//! JSON-RPC wire types and the channel names the router publishes on.
//!
//! # Wire Format
//!
//! ```text
//! outbound  {"jsonrpc":"2.0","id":7,"method":"getCortexInfo","params":{}}
//! success   {"id":7,"result":{...}}
//! error     {"id":7,"error":{"code":-32,"message":"..."}}
//! warning   {"warning":{"code":142,"message":{...}}}
//! push      {"sid":"...","time":1.5,"met":[...]}
//! ```

use serde::{Deserialize, Serialize};
use serde_json::Value;

use crate::error::MalformedFrame;

/// Global channel for error frames not tied to an outstanding request.
pub const ERROR_CHANNEL: &str = "error";
/// Service warnings (headset scan finished, headset connected, ...).
pub const WARNING_CHANNEL: &str = "warning";
/// Frames that could not be matched to anything.
pub const UNRECOGNIZED_CHANNEL: &str = "unrecognized";
/// Fired once when the connection terminates.
pub const CLOSED_CHANNEL: &str = "connection_closed";

/// Keys in a push frame that describe the frame rather than name the stream.
const PUSH_METADATA_KEYS: &[&str] = &["jsonrpc", "sid", "time"];

/// Response members; never a stream tag even when present as `null`.
const RESPONSE_KEYS: &[&str] = &["id", "result", "error", "warning"];

/// Channel on which the reply to request `id` of `method` is published.
///
/// The id suffix keeps two concurrent calls to the same method apart.
pub fn response_channel(method: &str, id: u64) -> String {
    format!("{method}_done#{id}")
}

/// Channel on which push data for stream `tag` is published.
pub fn stream_channel(tag: &str) -> String {
    format!("stream_data_{tag}")
}

/// Outbound JSON-RPC 2.0 request.
#[derive(Debug, Clone, Serialize, Deserialize, PartialEq)]
pub struct JsonRpcRequest {
    pub jsonrpc: String,
    pub id: u64,
    pub method: String,
    pub params: Value,
}

impl JsonRpcRequest {
    pub fn new(method: impl Into<String>, params: Value, id: u64) -> Self {
        Self {
            jsonrpc: "2.0".to_string(),
            id,
            method: method.into(),
            params,
        }
    }
}

/// The `error` object of a JSON-RPC error response.
#[derive(Debug, Clone, Serialize, Deserialize, PartialEq)]
pub struct RemoteErrorBody {
    pub code: i64,
    pub message: String,
    #[serde(default, skip_serializing_if = "Option::is_none")]
    pub data: Option<Value>,
}

impl RemoteErrorBody {
    /// Lenient decode: a missing code becomes -1 and a non-string message is
    /// rendered as JSON text.
    pub fn from_value(value: &Value) -> Self {
        let code = value.get("code").and_then(Value::as_i64).unwrap_or(-1);
        let message = match value.get("message") {
            Some(Value::String(s)) => s.clone(),
            Some(other) => other.to_string(),
            None => match value {
                Value::String(s) => s.clone(),
                _ => "Unknown remote error".to_string(),
            },
        };
        Self {
            code,
            message,
            data: value.get("data").cloned(),
        }
    }
}

/// A service warning.
#[derive(Debug, Clone, Serialize, Deserialize, PartialEq)]
pub struct Warning {
    pub code: i64,
    #[serde(default)]
    pub message: Value,
}

impl Warning {
    pub fn from_value(value: &Value) -> Self {
        Self {
            code: value.get("code").and_then(Value::as_i64).unwrap_or(-1),
            message: value.get("message").cloned().unwrap_or(Value::Null),
        }
    }
}

/// Payload delivered to bus subscribers.
#[derive(Debug, Clone, PartialEq)]
pub enum Event {
    /// `result` member of a success response.
    Result(Value),
    /// Structured error returned by the service.
    Error(RemoteErrorBody),
    Warning(Warning),
    /// Unsolicited stream datum.
    Stream {
        tag: String,
        sid: Option<String>,
        time: Option<f64>,
        data: Value,
    },
    /// A frame nothing claimed, with the raw text kept for diagnostics.
    Unrecognized { frame: String, reason: MalformedFrame },
    /// The connection terminated.
    Closed { reason: String },
}

impl Event {
    /// Short name used in log lines.
    pub fn kind(&self) -> &'static str {
        match self {
            Event::Result(_) => "result",
            Event::Error(_) => "error",
            Event::Warning(_) => "warning",
            Event::Stream { .. } => "stream",
            Event::Unrecognized { .. } => "unrecognized",
            Event::Closed { .. } => "closed",
        }
    }
}

/// Build a stream event and its channel from a push frame, if the frame
/// names a stream.
pub(crate) fn stream_event(obj: &serde_json::Map<String, Value>) -> Option<(String, Event)> {
    let (tag, data) = obj
        .iter()
        .find(|(key, _)| {
            !PUSH_METADATA_KEYS.contains(&key.as_str()) && !RESPONSE_KEYS.contains(&key.as_str())
        })?;
    let event = Event::Stream {
        tag: tag.clone(),
        sid: obj.get("sid").and_then(Value::as_str).map(str::to_string),
        time: obj.get("time").and_then(Value::as_f64),
        data: data.clone(),
    };
    Some((stream_channel(tag), event))
}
# # # #
» Work instruction: Transcribe the full listing, word for word.

» Response to the exercise:
//! JSON-RPC wire types and the channel names the router publishes on.
//!
//! # Wire Format
//!
//! ```text
//! outbound  {"jsonrpc":"2.0","id":7,"method":"getCortexInfo","params":{}}
//! success   {"id":7,"result":{...}}
//! error     {"id":7,"error":{"code":-32,"message":"..."}}
//! warning   {"warning":{"code":142,"message":{...}}}
//! push      {"sid":"...","time":1.5,"met":[...]}
//! ```

use serde::{Deserialize, Serialize};
use serde_json::Value;

use crate::error::MalformedFrame;

/// Global channel for error frames not tied to an outstanding request.
pub const ERROR_CHANNEL: &str = "error";
/// Service warnings (headset scan finished, headset connected, ...).
pub const WARNING_CHANNEL: &str = "warning";
/// Frames that could not be matched to anything.
pub const UNRECOGNIZED_CHANNEL: &str = "unrecognized";
/// Fired once when the connection terminates.
pub const CLOSED_CHANNEL: &str = "connection_closed";

/// Keys in a push frame that describe the frame rather than name the stream.
const PUSH_METADATA_KEYS: &[&str] = &["jsonrpc", "sid", "time"];

/// Response members; never a stream tag even when present as `null`.
const RESPONSE_KEYS: &[&str] = &["id", "result", "error", "warning"];

/// Channel on which the reply to request `id` of `method` is published.
///
/// The id suffix keeps two concurrent calls to the same method apart.
pub fn response_channel(method: &str, id: u64) -> String {
    format!("{method}_done#{id}")
}

/// Channel on which push data for stream `tag` is published.
pub fn stream_channel(tag: &str) -> String {
    format!("stream_data_{tag}")
}

/// Outbound JSON-RPC 2.0 request.
#[derive(Debug, Clone, Serialize, Deserialize, PartialEq)]
pub struct JsonRpcRequest {
    pub jsonrpc: String,
    pub id: u64,
    pub method: String,
    pub params: Value,
}

impl JsonRpcRequest {
    pub fn new(method: impl Into<String>, params: Value, id: u64) -> Self {
        Self {
            jsonrpc: "2.0".to_string(),
            id,
            method: method.into(),
            params,
        }
    }
}

/// The `error` object of a JSON-RPC error response.
#[derive(Debug, Clone, Serialize, Deserialize, PartialEq)]
pub struct RemoteErrorBody {
    pub code: i64,
    pub message: String,
    #[serde(default, skip_serializing_if = "Option::is_none")]
    pub data: Option<Value>,
}

impl RemoteErrorBody {
    /// Lenient decode: a missing code becomes -1 and a non-string message is
    /// rendered as JSON text.
    pub fn from_value(value: &Value) -> Self {
        let code = value.get("code").and_then(Value::as_i64).unwrap_or(-1);
        let message = match value.get("message") {
            Some(Value::String(s)) => s.clone(),
            Some(other) => other.to_string(),
            None => match value {
                Value::String(s) => s.clone(),
                _ => "Unknown remote error".to_string(),
            },
        };
        Self {
            code,
            message,
            data: value.get("data").cloned(),
        }
    }
}

/// A service warning.
#[derive(Debug, Clone, Serialize, Deserialize, PartialEq)]
pub struct Warning {
    pub code: i64,
    #[serde(default)]
    pub message: Value,
}

impl Warning {
    pub fn from_value(value: &Value) -> Self {
        Self {
            code: value.get("code").and_then(Value::as_i64).unwrap_or(-1),
            message: value.get("message").cloned().unwrap_or(Value::Null),
        }
    }
}

/// Payload delivered to bus subscribers.
#[derive(Debug, Clone, PartialEq)]
pub enum Event {
    /// `result` member of a success response.
    Result(Value),
    /// Structured error returned by the service.
    Error(RemoteErrorBody),
    Warning(Warning),
    /// Unsolicited stream datum.
    Stream {
        tag: String,
        sid: Option<String>,
        time: Option<f64>,
        data: Value,
    },
    /// A frame nothing claimed, with the raw text kept for diagnostics.
    Unrecognized { frame: String, reason: MalformedFrame },
    /// The connection terminated.
    Closed { reason: String },
}

impl Event {
    /// Short name used in log lines.
    pub fn kind(&self) -> &'static str {
        match self {
            Event::Result(_) => "result",
            Event::Error(_) => "error",
            Event::Warning(_) => "warning",
            Event::Stream { .. } => "stream",
            Event::Unrecognized { .. } => "unrecognized",
            Event::Closed { .. } => "closed",
        }
    }
}

/// Build a stream event and its channel from a push frame, if the frame
/// names a stream.
pub(crate) fn stream_event(obj: &serde_json::Map<String, Value>) -> Option<(String, Event)> {
    let (tag, data) = obj
        .iter()
        .find(|(key, _)| {
            !PUSH_METADATA_KEYS.contains(&key.as_str()) && !RESPONSE_KEYS.contains(&key.as_str())
        })?;
    let event = Event::Stream {
        tag: tag.clone(),
        sid: obj.get("sid").and_then(Value::as_str).map(str::to_string),
        time: obj.get("time").and_then(Value::as_f64),
        data: data.clone(),
    };
    Some((stream_channel(tag), event))
}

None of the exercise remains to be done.